## PROVIDED MATERIAL
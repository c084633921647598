//! Axum router construction for the Lifegrid API.
//!
//! Assembles all routes into a single [`Router`] with CORS and request
//! tracing middleware enabled.

use std::sync::Arc;

use axum::Router;
use axum::routing::get;
use tower_http::cors::{Any, CorsLayer};
use tower_http::trace::TraceLayer;

use crate::handlers;
use crate::state::AppState;

/// Build the complete Axum router for the Lifegrid server.
///
/// The router includes:
/// - `GET /health` -- liveness probe
/// - `POST /api/boards` -- create a board
/// - `GET /api/boards` -- list boards
/// - `GET /api/boards/{id}` -- single board
/// - `GET /api/boards/{id}/next` -- next generation
/// - `GET /api/boards/{id}/future/{n}` -- `n` generations ahead
/// - `GET /api/boards/{id}/final` -- stable or cyclic state
pub fn build_router(state: Arc<AppState>) -> Router {
    let cors = CorsLayer::new()
        .allow_origin(Any)
        .allow_methods(Any)
        .allow_headers(Any);

    Router::new()
        .route("/health", get(handlers::health))
        .route(
            "/api/boards",
            get(handlers::list_boards).post(handlers::create_board),
        )
        .route("/api/boards/{id}", get(handlers::get_board))
        .route("/api/boards/{id}/next", get(handlers::next_state))
        .route("/api/boards/{id}/future/{n}", get(handlers::future_state))
        .route("/api/boards/{id}/final", get(handlers::final_state))
        .layer(cors)
        .layer(TraceLayer::new_for_http())
        .with_state(state)
}
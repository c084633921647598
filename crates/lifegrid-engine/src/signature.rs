//! Canonical grid encodings used as cycle-detection keys.
//!
//! A signature writes each cell as `0` or `1` and separates rows with
//! `;`, so `[[false, true], [true, false]]` becomes `01;10`. Two grids
//! have equal signatures exactly when they have the same shape and the
//! same cells. The separator is what keeps `["11", "0"]`-style and
//! `["1", "10"]`-style layouts apart.

use std::fmt;

use lifegrid_types::Grid;

/// Row separator inside a signature.
pub const ROW_SEPARATOR: char = ';';

/// Exact, hashable encoding of a grid's full cell pattern.
#[derive(Debug, Clone, PartialEq, Eq, Hash)]
pub struct Signature(String);

impl Signature {
    /// Encode `grid`.
    pub fn of(grid: &Grid) -> Self {
        let capacity = grid.rows().saturating_mul(grid.cols().saturating_add(1));
        let mut encoded = String::with_capacity(capacity);
        for (index, row) in grid.iter_rows().enumerate() {
            if index > 0 {
                encoded.push(ROW_SEPARATOR);
            }
            encoded.extend(row.iter().map(|&alive| if alive { '1' } else { '0' }));
        }
        Self(encoded)
    }

    /// The encoded form.
    pub fn as_str(&self) -> &str {
        &self.0
    }
}

impl From<&Grid> for Signature {
    fn from(grid: &Grid) -> Self {
        Self::of(grid)
    }
}

impl fmt::Display for Signature {
    fn fmt(&self, f: &mut fmt::Formatter<'_>) -> fmt::Result {
        f.write_str(&self.0)
    }
}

## TASK OBJECTIVE
Where a line of the records above holds the word "TraceLayer", count it; give the total as a single number and nothing else.

## RESPONSE FOR THIS EXERCISE
2